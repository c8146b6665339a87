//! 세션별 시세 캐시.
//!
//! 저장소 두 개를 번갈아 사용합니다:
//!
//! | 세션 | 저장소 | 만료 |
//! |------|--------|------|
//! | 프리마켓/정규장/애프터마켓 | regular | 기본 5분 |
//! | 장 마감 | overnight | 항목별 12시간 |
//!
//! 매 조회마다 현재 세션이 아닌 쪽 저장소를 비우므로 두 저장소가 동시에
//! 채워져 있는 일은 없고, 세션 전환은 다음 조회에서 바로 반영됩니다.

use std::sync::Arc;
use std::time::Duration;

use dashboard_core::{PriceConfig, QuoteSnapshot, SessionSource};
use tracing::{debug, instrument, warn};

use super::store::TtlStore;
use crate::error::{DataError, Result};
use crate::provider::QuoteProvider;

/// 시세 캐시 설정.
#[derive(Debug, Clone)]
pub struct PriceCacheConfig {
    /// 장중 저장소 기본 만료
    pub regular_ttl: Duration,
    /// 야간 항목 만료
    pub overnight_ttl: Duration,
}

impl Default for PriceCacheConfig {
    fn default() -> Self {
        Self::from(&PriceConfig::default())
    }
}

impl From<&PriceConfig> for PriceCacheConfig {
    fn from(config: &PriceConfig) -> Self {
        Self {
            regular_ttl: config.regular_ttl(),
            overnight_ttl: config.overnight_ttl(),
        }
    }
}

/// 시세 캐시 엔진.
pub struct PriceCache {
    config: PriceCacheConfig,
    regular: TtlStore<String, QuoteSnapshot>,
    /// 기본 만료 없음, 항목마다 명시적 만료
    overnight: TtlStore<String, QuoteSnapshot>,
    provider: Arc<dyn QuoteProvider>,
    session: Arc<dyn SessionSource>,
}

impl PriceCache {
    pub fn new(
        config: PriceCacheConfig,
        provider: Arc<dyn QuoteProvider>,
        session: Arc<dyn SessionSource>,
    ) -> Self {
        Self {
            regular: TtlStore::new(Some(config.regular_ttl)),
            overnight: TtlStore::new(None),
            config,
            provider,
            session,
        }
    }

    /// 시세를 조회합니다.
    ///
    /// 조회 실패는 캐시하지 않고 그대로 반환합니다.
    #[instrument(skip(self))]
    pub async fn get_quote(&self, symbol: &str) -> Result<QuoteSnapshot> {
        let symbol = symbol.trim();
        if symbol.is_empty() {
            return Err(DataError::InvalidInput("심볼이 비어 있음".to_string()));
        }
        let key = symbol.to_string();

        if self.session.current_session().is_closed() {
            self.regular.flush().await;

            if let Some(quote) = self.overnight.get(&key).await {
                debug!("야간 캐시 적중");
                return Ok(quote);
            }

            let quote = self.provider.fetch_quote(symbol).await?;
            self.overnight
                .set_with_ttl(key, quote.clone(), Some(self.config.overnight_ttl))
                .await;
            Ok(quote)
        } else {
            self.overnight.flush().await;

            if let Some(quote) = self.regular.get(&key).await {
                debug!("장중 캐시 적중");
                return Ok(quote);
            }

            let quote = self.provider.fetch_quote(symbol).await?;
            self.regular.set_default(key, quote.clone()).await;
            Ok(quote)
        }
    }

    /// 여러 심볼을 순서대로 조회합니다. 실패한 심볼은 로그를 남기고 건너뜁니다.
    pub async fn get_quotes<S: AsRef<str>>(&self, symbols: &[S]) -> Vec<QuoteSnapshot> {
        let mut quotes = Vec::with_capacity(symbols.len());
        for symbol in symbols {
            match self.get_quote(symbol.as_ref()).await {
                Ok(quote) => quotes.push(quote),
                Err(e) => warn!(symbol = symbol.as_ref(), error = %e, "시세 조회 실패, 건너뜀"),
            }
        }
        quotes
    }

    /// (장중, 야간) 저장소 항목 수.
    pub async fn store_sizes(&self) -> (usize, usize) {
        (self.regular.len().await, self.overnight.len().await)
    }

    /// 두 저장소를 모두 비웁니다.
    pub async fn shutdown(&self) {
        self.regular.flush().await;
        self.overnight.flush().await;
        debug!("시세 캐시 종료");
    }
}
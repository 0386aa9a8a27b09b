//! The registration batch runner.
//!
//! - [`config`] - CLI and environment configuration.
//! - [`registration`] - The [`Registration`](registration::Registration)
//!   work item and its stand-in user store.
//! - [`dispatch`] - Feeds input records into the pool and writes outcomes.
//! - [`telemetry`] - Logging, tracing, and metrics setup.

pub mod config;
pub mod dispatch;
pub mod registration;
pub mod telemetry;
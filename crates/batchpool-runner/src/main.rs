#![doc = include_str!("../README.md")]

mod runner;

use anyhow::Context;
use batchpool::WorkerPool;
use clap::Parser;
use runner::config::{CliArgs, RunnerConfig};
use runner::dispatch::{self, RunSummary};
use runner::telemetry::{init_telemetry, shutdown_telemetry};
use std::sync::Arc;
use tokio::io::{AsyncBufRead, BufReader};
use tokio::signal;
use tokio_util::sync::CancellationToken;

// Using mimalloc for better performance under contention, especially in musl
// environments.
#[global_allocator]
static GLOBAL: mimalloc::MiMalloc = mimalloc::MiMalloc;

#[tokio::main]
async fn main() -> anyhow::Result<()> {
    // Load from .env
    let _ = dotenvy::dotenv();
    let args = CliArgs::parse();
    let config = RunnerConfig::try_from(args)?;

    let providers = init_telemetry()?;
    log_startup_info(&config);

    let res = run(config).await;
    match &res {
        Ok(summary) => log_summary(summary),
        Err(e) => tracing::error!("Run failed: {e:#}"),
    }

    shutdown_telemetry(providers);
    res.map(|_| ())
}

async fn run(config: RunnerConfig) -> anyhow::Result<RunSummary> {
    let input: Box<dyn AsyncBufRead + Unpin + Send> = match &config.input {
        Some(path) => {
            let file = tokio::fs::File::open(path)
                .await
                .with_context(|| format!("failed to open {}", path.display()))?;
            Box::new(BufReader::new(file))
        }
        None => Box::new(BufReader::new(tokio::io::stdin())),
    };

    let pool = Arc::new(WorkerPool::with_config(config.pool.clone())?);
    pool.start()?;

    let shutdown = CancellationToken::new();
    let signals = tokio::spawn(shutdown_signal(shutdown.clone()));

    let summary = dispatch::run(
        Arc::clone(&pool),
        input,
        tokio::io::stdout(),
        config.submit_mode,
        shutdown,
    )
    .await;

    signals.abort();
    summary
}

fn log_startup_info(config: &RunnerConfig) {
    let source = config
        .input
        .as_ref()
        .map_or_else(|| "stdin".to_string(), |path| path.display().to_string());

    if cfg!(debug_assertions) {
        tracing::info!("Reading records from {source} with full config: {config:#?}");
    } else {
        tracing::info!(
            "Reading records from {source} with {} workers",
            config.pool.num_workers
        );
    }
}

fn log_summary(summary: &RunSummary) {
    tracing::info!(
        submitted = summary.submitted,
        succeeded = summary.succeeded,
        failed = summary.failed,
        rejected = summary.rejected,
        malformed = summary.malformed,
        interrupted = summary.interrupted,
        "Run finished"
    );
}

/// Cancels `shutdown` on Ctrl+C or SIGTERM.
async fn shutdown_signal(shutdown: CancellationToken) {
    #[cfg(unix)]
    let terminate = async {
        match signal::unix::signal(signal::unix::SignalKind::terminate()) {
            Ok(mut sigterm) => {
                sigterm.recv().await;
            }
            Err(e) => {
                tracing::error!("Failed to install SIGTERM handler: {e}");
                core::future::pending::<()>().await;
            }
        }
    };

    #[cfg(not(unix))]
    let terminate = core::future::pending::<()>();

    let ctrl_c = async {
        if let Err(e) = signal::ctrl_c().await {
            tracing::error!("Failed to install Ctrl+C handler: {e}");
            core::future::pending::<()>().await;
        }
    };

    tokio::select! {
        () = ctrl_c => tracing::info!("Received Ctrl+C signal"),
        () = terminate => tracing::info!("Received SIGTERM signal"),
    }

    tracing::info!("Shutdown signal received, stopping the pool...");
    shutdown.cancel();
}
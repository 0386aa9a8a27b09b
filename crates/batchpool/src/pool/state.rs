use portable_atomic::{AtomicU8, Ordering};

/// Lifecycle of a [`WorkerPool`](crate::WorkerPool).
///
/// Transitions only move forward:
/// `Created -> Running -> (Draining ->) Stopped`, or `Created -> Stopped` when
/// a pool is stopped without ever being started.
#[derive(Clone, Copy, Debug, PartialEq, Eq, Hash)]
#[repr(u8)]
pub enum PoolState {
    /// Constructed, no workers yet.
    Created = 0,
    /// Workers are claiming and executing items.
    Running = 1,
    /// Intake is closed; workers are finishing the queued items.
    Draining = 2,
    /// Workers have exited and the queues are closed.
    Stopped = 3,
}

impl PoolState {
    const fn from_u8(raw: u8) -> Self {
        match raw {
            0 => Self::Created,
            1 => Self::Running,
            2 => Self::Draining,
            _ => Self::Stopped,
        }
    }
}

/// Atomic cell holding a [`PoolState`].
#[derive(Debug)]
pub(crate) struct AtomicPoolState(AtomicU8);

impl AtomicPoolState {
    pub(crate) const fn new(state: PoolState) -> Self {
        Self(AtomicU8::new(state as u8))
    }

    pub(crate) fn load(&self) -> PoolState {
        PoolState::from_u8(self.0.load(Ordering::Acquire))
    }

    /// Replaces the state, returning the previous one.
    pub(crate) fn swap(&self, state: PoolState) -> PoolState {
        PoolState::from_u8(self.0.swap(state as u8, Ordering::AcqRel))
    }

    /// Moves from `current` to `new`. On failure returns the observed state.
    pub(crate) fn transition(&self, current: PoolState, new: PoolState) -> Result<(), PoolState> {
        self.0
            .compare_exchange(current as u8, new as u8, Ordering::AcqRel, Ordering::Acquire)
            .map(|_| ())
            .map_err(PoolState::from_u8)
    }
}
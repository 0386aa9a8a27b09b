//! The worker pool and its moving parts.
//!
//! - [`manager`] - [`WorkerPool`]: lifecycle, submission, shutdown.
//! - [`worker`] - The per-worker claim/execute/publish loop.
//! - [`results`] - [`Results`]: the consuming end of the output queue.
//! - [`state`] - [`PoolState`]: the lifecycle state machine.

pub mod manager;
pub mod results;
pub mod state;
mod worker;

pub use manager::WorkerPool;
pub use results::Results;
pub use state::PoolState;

**About this task**
Say how many lines in the entries above contain the string "AcqRel". Give the number by itself.

**Your response**
2